§ **Records**:
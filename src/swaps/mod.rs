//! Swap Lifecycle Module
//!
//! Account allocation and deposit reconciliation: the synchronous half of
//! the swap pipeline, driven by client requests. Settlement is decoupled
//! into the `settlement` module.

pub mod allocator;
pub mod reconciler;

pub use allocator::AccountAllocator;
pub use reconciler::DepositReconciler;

---

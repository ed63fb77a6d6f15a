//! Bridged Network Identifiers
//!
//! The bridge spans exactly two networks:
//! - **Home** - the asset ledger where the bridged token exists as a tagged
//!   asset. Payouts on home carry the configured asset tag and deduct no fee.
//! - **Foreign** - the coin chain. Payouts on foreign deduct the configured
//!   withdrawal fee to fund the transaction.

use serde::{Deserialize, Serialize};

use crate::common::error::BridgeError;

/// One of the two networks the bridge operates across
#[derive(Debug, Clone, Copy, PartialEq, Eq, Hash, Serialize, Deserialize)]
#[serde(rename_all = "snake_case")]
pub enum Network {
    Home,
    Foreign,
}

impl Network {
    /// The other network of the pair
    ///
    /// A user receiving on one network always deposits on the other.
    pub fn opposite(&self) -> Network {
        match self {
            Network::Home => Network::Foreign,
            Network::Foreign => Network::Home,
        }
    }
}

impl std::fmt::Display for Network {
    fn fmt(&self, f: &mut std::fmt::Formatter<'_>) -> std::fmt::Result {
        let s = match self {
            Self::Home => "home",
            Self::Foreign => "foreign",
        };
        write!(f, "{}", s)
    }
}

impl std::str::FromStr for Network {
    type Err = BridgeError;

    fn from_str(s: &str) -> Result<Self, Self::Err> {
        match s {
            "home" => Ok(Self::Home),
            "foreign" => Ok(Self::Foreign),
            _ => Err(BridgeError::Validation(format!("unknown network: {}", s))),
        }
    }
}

§ **What is required**:
Wherever the word "reconciler" turns up in the material, copy the whole line.

§ **Written response**:
pub mod reconciler;
pub use reconciler::DepositReconciler;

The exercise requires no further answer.